Similarly, Zhang et al. [6] conduct a comprehensive analysis of the HSP70 and HSP90 gene families in the pufferfish Takifugu fasciatus. They document distinct expression profiles under cold stress and different pathogen challenges, highlighting the versatile role of heat shock proteins in environmental adaptation and immunity. This gene family characterization is a vital resource for future studies on stress resilience in this species.

A standout contribution in this area is represented by a series of papers on the Australasian snapper (Chrysophrys auratus) by Bentley-Hewitt et al. In [7], they developed a novel NanoString gene panel to rapidly assess stress and immune responses to acute temperature shifts. This work is elegantly extended by applying a similar panel to chronic temperature exposure [8] and tracking gene expression during larval development [9]. Collectively, these studies not only identify key biomarker genes for thermal tolerance but also validate a non-lethal (fin clip) method for predicting internal health status. This has direct applications in selecting resilient broodstock and optimizing aquaculture environments.

3. Supporting Domestication and Nutritional Adaptation

The successful domestication of new species often hinges on understanding and manipulating feeding behavior. Wang et al. [10] explored the role of the scd1 gene in the feeding habit transformation of mandarin fish (Siniperca chuatsi). Their finding that scd1 expression is significantly upregulated in the livers of fish adapted to artificial diets points to a genetic component in feed adaptation. This molecular insight is invaluable for breeding programs aimed at domesticating carnivorous species that are traditionally reliant on live prey, thereby improving sustainability and reducing production costs.

4. Conclusions and Future Perspectives

The research compiled in this Special Issue clearly illustrates the transformative impact of genetics and molecular biology on aquaculture. We are witnessing a shift from a phenotypic to a genotypic era, where breeding decisions are informed by genomic parentage, precise QTLs, and an understanding of complex molecular pathways. The future of this field lies in the integration of these tools. The gene panels and biomarker identification studies in snappers demonstrate a path toward genomic selection for complex traits like multi-stress resilience, while the foundational resources developed for sea urchins, crabs, and fishes will enable genome-wide association studies and accelerate genetic progress. Furthermore, the mechanistic insights into heterosis and feeding adaptation provide a deeper biological understanding that can make breeding programs more predictive and efficient.

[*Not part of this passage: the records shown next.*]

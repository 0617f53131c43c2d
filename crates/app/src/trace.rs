//! Channel trace files.
//!
//! One byte event per line:
//!
//! ```text
//! # node  timestamp  dir  byte
//!   0     1000       tx   aa
//!   0     4072       tx   0x33
//!   1     1200       rx   7e
//! ```
//!
//! Blank lines and `#` comments are ignored. Events are grouped by node in
//! file order; within one node timestamps must not go backwards.

use sosmon_core::channel::{ChannelEvent, Direction};
use sosmon_core::error::{Result, TraceError};
use std::collections::BTreeMap;
use std::path::Path;

/// Channel events of every node in a trace, ordered by node id.
pub type NodeTraces = BTreeMap<u32, Vec<ChannelEvent>>;

/// Read and parse a trace file.
pub fn load_trace(path: &Path) -> Result<NodeTraces> {
    let text = std::fs::read_to_string(path)?;
    Ok(parse_trace(&text)?)
}

/// Parse trace text.
pub fn parse_trace(text: &str) -> std::result::Result<NodeTraces, TraceError> {
    let mut traces = NodeTraces::new();

    for (index, raw) in text.lines().enumerate() {
        let line = index + 1;
        let content = raw.split('#').next().unwrap_or("").trim();
        if content.is_empty() {
            continue;
        }

        let fields: Vec<&str> = content.split_whitespace().collect();
        let [node, timestamp, direction, byte] = fields[..] else {
            return Err(TraceError::FieldCount {
                line,
                fields: fields.len(),
            });
        };

        let node: u32 = node.parse().map_err(|_| invalid(line, "node", node))?;
        let timestamp: u64 = timestamp
            .parse()
            .map_err(|_| invalid(line, "timestamp", timestamp))?;
        let direction = parse_direction(line, direction)?;
        let byte_value = parse_byte(byte).ok_or_else(|| invalid(line, "byte", byte))?;

        let events = traces.entry(node).or_default();
        if let Some(previous) = events.last().map(|e| e.timestamp) {
            if timestamp < previous {
                return Err(TraceError::TimeWentBackwards {
                    line,
                    node,
                    timestamp,
                    previous,
                });
            }
        }
        events.push(ChannelEvent::new(byte_value, timestamp, direction));
    }

    Ok(traces)
}

fn parse_direction(line: usize, value: &str) -> std::result::Result<Direction, TraceError> {
    match value.to_ascii_lowercase().as_str() {
        "tx" => Ok(Direction::Transmit),
        "rx" => Ok(Direction::Receive),
        _ => Err(TraceError::InvalidDirection {
            line,
            value: value.to_string(),
        }),
    }
}

fn parse_byte(value: &str) -> Option<u8> {
    let digits = value
        .strip_prefix("0x")
        .or_else(|| value.strip_prefix("0X"))
        .unwrap_or(value);
    u8::from_str_radix(digits, 16).ok()
}

fn invalid(line: usize, field: &'static str, value: &str) -> TraceError {
    TraceError::InvalidNumber {
        line,
        field,
        value: value.to_string(),
    }
}

#[cfg(test)]
mod tests {
    use super::*;

    #[test]
    fn test_parse_groups_by_node() {
        let text = "\
# header
0 100 tx aa
1 150 rx 0x7E

0 200 TX 33  # trailing comment
";
        let traces = parse_trace(text).unwrap();

        assert_eq!(traces.len(), 2);
        assert_eq!(
            traces[&0],
            vec![
                ChannelEvent::transmit(0xAA, 100),
                ChannelEvent::transmit(0x33, 200)
            ]
        );
        assert_eq!(traces[&1], vec![ChannelEvent::receive(0x7E, 150)]);
    }

    #[test]
    fn test_field_count() {
        assert_eq!(
            parse_trace("0 100 tx"),
            Err(TraceError::FieldCount { line: 1, fields: 3 })
        );
    }

    #[test]
    fn test_invalid_fields() {
        assert!(matches!(
            parse_trace("x 100 tx aa"),
            Err(TraceError::InvalidNumber { field: "node", .. })
        ));
        assert!(matches!(
            parse_trace("0 100 tx 1ff"),
            Err(TraceError::InvalidNumber { field: "byte", .. })
        ));
        assert_eq!(
            parse_trace("\n0 100 up aa"),
            Err(TraceError::InvalidDirection {
                line: 2,
                value: "up".to_string()
            })
        );
    }

    #[test]
    fn test_time_went_backwards() {
        let text = "0 100 tx aa\n1 50 rx aa\n0 99 tx aa\n";
        assert_eq!(
            parse_trace(text),
            Err(TraceError::TimeWentBackwards {
                line: 3,
                node: 0,
                timestamp: 99,
                previous: 100
            })
        );
    }
}
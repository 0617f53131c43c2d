//! SOS envelope decoding.
//!
//! Every message on the channel is wrapped in the same outer envelope:
//!
//! ```text
//! +-------------------+
//! | dst_module (1)    |  u8
//! +-------------------+
//! | src_module (1)    |  u8
//! +-------------------+
//! | dst_addr (2)      |  u16 little-endian
//! +-------------------+
//! | src_addr (2)      |  u16 little-endian
//! +-------------------+
//! | msg_type (1)      |  u8
//! +-------------------+
//! | length (1)        |  u8 payload bytes that follow
//! +-------------------+
//! | payload           |  `length` bytes
//! | (variable)        |
//! +-------------------+
//! ```
//!
//! Decoding never fails. A frame too short for its header, or for the
//! payload length the header declares, decodes to an envelope with
//! `valid == false` and no payload so the reporter can still print a marker
//! for it. Trailing bytes after the declared payload are ignored.

/// Size of the fixed envelope header in bytes
pub const HEADER_SIZE: usize = 8;

/// A decoded outer packet.
#[derive(Debug, Clone, PartialEq, Eq)]
pub struct Envelope {
    /// True when the header and the whole declared payload were present
    pub valid: bool,

    pub dst_module: u8,
    pub src_module: u8,
    pub dst_addr: u16,
    pub src_addr: u16,
    pub msg_type: u8,

    /// Declared payload length
    pub length: u8,

    /// Exactly `length` bytes when valid, empty otherwise
    pub payload: Vec<u8>,
}

impl Envelope {
    /// Decode an envelope from filtered frame bytes.
    ///
    /// Header fields that fit in a short frame are still filled in for
    /// diagnostics; missing header bytes read as zero.
    pub fn decode(bytes: &[u8]) -> Self {
        let byte = |index: usize| bytes.get(index).copied().unwrap_or(0);
        let word = |index: usize| u16::from_le_bytes([byte(index), byte(index + 1)]);

        let length = byte(7);
        let end = HEADER_SIZE + length as usize;
        let valid = bytes.len() >= HEADER_SIZE && bytes.len() >= end;

        let payload = if valid {
            bytes[HEADER_SIZE..end].to_vec()
        } else {
            Vec::new()
        };

        Self {
            valid,
            dst_module: byte(0),
            src_module: byte(1),
            dst_addr: word(2),
            src_addr: word(4),
            msg_type: byte(6),
            length,
            payload,
        }
    }

    /// Total bytes this envelope occupies on the wire.
    pub fn wire_len(&self) -> usize {
        HEADER_SIZE + self.length as usize
    }

    /// Serialize a valid envelope back into wire bytes.
    ///
    /// The header's length field is taken from the payload.
    pub fn encode(
        dst_module: u8,
        src_module: u8,
        dst_addr: u16,
        src_addr: u16,
        msg_type: u8,
        payload: &[u8],
    ) -> Vec<u8> {
        let length = payload.len().min(u8::MAX as usize);
        let mut bytes = Vec::with_capacity(HEADER_SIZE + length);

        bytes.push(dst_module);
        bytes.push(src_module);
        bytes.extend_from_slice(&dst_addr.to_le_bytes());
        bytes.extend_from_slice(&src_addr.to_le_bytes());
        bytes.push(msg_type);
        bytes.push(length as u8);
        bytes.extend_from_slice(&payload[..length]);

        bytes
    }
}
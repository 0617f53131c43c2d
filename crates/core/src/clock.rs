//! Simulated clock with rearmable delayed callbacks.
//!
//! Stands in for the simulator's event queue: callers insert a timer at a
//! delay from "now", may cancel it, and later ask which timers have come
//! due as simulated time moves forward.
//!
//! # Implementation
//!
//! Uses a priority queue (min-heap) keyed by deadline. Cancellation does not
//! search the heap; the token is dropped from the live set and skipped when
//! it surfaces. A cancelled token is therefore never reported as due, no
//! matter how late the cancellation happened relative to its deadline.
//!
//! # Thread Safety
//! Not thread-safe; each node timeline owns its own clock.

use std::cmp::Ordering;
use std::collections::{BinaryHeap, HashSet};

/// Handle to one armed timer.
#[derive(Debug, Clone, Copy, PartialEq, Eq, Hash)]
pub struct TimerToken(u64);

/// A timer that has come due.
#[derive(Debug, Clone, Copy, PartialEq, Eq)]
pub struct Expiry {
    pub token: TimerToken,
    pub deadline: u64,
}

/// The one-shot delayed-callback primitive a frame reassembler needs.
pub trait BoundaryTimer {
    /// Current simulated time.
    fn now(&self) -> u64;

    /// Arm a timer that fires `delay` ticks from now.
    fn insert(&mut self, delay: u64) -> TimerToken;

    /// Cancel a pending timer. Returns false if it already fired or was
    /// cancelled before.
    fn cancel(&mut self, token: TimerToken) -> bool;
}

/// A timer with its deadline, ordered for the heap.
#[derive(Debug, Clone, Copy)]
struct ScheduledTimer {
    deadline: u64,
    token: TimerToken,
}

impl PartialEq for ScheduledTimer {
    fn eq(&self, other: &Self) -> bool {
        self.deadline == other.deadline && self.token == other.token
    }
}

impl Eq for ScheduledTimer {}

impl PartialOrd for ScheduledTimer {
    fn partial_cmp(&self, other: &Self) -> Option<Ordering> {
        Some(self.cmp(other))
    }
}

impl Ord for ScheduledTimer {
    fn cmp(&self, other: &Self) -> Ordering {
        // Reverse ordering for min-heap; ties fire in insertion order
        other
            .deadline
            .cmp(&self.deadline)
            .then_with(|| other.token.0.cmp(&self.token.0))
    }
}

/// Discrete-event clock over simulated ticks.
#[derive(Debug, Default)]
pub struct EventClock {
    now: u64,
    next_token: u64,
    queue: BinaryHeap<ScheduledTimer>,
    live: HashSet<TimerToken>,

    // Statistics
    timers_inserted: u64,
    timers_cancelled: u64,
    timers_fired: u64,
}

impl EventClock {
    /// Create a clock starting at tick zero.
    pub fn new() -> Self {
        Self::default()
    }

    /// Create a clock starting at the given tick.
    pub fn starting_at(now: u64) -> Self {
        Self {
            now,
            ..Self::default()
        }
    }

    /// Pop the earliest live timer whose deadline is at or before `until`.
    ///
    /// The clock moves to that timer's deadline, so a callback running for
    /// it observes the time it was scheduled for.
    pub fn pop_due(&mut self, until: u64) -> Option<Expiry> {
        while let Some(top) = self.queue.peek() {
            if top.deadline > until {
                return None;
            }
            let Some(scheduled) = self.queue.pop() else {
                return None;
            };
            if !self.live.remove(&scheduled.token) {
                // cancelled
                continue;
            }
            self.now = self.now.max(scheduled.deadline);
            self.timers_fired += 1;
            return Some(Expiry {
                token: scheduled.token,
                deadline: scheduled.deadline,
            });
        }
        None
    }

    /// Move the clock forward to `time` and return every timer that fired
    /// on the way, in deadline order.
    ///
    /// The clock never moves backwards; an earlier `time` only collects
    /// timers that are already overdue.
    pub fn advance_to(&mut self, time: u64) -> Vec<Expiry> {
        let mut fired = Vec::new();
        while let Some(expiry) = self.pop_due(time) {
            fired.push(expiry);
        }
        self.now = self.now.max(time);
        fired
    }

    /// Fire every remaining live timer, regardless of deadline.
    ///
    /// Used at end of stream.
    pub fn drain(&mut self) -> Vec<Expiry> {
        let mut fired = Vec::new();
        while let Some(expiry) = self.pop_due(u64::MAX) {
            fired.push(expiry);
        }
        fired
    }

    /// Check if any live timers are pending.
    pub fn has_pending(&self) -> bool {
        !self.live.is_empty()
    }

    /// Get count of live timers.
    pub fn pending_count(&self) -> usize {
        self.live.len()
    }

    /// Get statistics about clock activity.
    pub fn stats(&self) -> ClockStats {
        ClockStats {
            timers_inserted: self.timers_inserted,
            timers_cancelled: self.timers_cancelled,
            timers_fired: self.timers_fired,
            timers_pending: self.live.len(),
        }
    }
}

impl BoundaryTimer for EventClock {
    fn now(&self) -> u64 {
        self.now
    }

    fn insert(&mut self, delay: u64) -> TimerToken {
        let token = TimerToken(self.next_token);
        self.next_token += 1;

        self.queue.push(ScheduledTimer {
            deadline: self.now.saturating_add(delay),
            token,
        });
        self.live.insert(token);
        self.timers_inserted += 1;
        token
    }

    fn cancel(&mut self, token: TimerToken) -> bool {
        let removed = self.live.remove(&token);
        if removed {
            self.timers_cancelled += 1;
        }
        removed
    }
}

/// Statistics about clock activity.
#[derive(Debug, Clone, Copy, PartialEq, Eq)]
pub struct ClockStats {
    pub timers_inserted: u64,
    pub timers_cancelled: u64,
    pub timers_fired: u64,
    pub timers_pending: usize,
}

However, translating this research into industry-wide practice requires addressing challenges related to cost, bioinformatics capacity, and the conservation of genetic diversity. As we move forward, the integration of emerging technologies like genome editing and epigenetics with the approaches showcased in this Special Issue will further empower researchers to achieve these goals. The studies in this Special Issue collectively underscore that a sustainable and productive blue revolution will be, at its core, a genetic revolution. By continuing to build on these foundations, we can ensure that aquaculture fulfills its potential as a key solution to global food security.